#### PROBLEM TO WORK ON:
Report the lines of the material that carry the string "messages".

GIVEN DATA section start

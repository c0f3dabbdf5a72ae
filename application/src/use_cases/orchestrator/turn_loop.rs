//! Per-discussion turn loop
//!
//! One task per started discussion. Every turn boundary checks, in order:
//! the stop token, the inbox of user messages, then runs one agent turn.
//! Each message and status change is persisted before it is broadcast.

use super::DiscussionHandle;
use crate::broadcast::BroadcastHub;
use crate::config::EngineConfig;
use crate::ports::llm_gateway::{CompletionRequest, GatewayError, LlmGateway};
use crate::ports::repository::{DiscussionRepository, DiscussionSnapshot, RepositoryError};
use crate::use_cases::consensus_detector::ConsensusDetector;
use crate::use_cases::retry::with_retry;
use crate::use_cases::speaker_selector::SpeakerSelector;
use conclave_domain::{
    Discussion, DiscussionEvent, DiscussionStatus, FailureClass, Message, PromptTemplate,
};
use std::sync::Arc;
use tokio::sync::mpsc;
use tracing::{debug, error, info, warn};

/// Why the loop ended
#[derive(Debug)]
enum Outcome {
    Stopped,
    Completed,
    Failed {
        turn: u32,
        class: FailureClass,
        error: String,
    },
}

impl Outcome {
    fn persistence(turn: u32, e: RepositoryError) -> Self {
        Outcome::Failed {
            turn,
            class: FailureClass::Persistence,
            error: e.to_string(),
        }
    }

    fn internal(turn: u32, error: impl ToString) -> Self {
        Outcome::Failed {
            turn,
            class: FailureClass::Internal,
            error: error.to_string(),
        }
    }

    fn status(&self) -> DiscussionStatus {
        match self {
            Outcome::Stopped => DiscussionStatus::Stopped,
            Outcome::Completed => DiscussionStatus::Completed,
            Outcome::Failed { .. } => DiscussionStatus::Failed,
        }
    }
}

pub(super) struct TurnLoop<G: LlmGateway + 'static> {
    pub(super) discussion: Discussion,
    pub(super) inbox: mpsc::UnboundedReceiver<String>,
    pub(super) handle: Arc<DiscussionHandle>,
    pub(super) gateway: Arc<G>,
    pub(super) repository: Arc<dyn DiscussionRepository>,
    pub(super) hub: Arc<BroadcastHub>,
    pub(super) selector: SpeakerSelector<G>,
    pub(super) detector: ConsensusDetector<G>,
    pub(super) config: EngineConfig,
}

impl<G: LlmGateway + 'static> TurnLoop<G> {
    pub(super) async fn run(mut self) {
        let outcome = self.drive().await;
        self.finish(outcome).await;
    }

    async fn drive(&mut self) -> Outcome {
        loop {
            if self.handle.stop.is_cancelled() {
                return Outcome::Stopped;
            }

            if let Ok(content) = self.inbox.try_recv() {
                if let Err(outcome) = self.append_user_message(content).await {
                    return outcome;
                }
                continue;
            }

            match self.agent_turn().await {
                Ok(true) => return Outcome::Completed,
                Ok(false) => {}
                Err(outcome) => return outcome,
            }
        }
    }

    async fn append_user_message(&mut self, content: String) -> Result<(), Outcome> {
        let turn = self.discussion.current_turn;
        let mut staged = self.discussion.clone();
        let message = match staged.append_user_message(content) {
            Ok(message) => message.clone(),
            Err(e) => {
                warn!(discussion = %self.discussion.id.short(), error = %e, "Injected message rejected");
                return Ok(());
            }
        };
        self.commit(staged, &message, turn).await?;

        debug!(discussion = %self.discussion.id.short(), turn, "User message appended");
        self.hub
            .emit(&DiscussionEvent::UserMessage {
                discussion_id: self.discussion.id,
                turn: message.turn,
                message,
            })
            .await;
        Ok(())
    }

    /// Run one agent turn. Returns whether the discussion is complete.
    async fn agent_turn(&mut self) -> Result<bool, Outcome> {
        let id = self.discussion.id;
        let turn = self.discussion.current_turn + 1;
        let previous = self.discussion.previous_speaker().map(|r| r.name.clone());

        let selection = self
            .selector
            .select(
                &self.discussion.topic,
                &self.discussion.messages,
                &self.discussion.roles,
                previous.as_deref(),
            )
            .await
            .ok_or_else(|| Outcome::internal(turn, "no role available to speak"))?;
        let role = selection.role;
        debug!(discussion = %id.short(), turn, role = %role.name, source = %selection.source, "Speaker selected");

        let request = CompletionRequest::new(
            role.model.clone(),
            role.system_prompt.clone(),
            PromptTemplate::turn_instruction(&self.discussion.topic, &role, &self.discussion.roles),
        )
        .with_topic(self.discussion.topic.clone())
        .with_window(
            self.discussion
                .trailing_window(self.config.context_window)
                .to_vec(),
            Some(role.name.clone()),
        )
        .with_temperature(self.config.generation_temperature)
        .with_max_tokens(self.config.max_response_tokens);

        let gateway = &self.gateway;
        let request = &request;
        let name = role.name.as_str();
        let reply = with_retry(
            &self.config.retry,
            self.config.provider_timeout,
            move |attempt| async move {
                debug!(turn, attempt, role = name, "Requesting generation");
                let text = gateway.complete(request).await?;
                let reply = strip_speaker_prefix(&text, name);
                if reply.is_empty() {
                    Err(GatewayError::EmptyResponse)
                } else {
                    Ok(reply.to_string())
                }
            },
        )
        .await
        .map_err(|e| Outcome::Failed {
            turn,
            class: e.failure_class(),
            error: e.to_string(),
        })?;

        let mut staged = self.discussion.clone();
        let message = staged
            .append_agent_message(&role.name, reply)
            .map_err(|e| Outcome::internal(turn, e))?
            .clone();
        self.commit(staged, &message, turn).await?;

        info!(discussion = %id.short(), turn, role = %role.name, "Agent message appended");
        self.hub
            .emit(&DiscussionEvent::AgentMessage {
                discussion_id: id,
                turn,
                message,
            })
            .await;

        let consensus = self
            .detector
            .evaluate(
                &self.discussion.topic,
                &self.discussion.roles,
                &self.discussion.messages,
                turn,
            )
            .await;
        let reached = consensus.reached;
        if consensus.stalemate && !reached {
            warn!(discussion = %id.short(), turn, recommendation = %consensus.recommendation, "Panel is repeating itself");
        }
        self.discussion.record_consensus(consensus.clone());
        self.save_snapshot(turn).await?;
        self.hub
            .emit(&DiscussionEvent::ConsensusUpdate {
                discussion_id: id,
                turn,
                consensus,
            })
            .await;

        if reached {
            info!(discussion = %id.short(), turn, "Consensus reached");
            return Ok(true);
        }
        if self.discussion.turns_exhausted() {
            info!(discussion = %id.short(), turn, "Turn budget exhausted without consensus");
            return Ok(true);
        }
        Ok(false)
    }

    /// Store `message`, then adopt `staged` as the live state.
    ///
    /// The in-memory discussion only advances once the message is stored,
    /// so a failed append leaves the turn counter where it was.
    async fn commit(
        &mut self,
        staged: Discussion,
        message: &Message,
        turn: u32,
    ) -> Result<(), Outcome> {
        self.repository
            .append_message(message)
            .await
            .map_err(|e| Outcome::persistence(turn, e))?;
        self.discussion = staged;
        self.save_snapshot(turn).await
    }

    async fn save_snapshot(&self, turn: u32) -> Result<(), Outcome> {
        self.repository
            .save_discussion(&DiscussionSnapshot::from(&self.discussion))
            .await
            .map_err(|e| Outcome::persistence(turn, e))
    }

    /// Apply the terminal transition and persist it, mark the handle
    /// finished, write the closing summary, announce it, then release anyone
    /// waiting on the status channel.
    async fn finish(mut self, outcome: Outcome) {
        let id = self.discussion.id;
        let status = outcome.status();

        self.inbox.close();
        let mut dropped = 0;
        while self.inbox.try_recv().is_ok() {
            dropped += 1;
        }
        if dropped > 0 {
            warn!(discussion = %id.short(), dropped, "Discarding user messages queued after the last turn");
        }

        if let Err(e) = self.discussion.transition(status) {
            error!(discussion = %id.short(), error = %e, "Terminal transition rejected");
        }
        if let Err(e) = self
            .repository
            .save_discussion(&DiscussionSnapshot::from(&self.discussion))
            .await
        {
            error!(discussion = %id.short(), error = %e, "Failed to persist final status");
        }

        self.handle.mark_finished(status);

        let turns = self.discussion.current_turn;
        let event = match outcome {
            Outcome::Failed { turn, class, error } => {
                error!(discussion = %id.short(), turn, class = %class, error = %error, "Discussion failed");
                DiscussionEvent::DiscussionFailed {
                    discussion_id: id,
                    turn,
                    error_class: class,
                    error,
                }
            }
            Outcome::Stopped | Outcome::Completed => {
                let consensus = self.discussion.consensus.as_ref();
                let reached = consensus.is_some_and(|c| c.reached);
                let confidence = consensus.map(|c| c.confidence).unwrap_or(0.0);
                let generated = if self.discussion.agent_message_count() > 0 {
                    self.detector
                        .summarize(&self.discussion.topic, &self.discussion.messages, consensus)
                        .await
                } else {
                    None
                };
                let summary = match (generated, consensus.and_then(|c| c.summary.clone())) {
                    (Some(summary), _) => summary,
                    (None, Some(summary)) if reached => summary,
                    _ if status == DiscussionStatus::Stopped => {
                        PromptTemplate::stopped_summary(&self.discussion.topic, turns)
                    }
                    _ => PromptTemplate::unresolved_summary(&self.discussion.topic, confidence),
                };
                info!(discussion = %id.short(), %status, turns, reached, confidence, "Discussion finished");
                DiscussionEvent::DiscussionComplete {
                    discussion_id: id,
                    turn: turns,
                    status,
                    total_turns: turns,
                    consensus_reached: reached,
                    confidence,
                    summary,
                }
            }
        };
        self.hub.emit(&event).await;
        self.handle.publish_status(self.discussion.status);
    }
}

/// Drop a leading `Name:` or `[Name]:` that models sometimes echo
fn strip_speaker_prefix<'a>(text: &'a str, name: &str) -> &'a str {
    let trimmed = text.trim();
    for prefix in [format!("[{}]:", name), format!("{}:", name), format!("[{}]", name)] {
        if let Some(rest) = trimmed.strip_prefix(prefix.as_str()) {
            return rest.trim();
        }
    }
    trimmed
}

GIVEN DATA section end
GIVEN DATA section start

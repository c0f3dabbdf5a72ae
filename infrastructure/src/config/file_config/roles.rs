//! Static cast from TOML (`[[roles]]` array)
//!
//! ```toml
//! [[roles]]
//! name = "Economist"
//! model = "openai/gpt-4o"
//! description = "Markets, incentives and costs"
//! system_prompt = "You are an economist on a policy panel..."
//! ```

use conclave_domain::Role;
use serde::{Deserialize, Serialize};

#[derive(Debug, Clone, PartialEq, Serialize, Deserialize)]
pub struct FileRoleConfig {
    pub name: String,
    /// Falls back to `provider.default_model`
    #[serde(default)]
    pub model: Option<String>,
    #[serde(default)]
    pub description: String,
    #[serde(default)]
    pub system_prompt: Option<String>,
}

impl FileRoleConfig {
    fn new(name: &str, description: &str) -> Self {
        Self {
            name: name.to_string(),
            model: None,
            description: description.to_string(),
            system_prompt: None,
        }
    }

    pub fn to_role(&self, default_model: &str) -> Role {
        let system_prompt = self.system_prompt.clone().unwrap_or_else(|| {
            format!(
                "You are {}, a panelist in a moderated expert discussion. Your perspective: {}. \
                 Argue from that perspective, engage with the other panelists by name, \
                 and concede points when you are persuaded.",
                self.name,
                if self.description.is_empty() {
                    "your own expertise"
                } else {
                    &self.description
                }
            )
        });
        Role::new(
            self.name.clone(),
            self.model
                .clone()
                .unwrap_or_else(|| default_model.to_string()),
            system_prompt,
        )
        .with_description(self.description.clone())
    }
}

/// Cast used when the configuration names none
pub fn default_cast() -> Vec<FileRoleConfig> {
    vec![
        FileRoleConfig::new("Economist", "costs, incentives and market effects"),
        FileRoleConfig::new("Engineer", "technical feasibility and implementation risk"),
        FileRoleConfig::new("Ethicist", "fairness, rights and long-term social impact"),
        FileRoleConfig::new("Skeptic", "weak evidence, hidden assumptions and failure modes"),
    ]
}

GIVEN DATA section end

#### WRITTEN ANSWER:
//! the stop token, the inbox of user messages, then runs one agent turn.
                &self.discussion.messages,
                &self.discussion.messages,
            warn!(discussion = %id.short(), dropped, "Discarding user messages queued after the last turn");
                        .summarize(&self.discussion.topic, &self.discussion.messages, consensus)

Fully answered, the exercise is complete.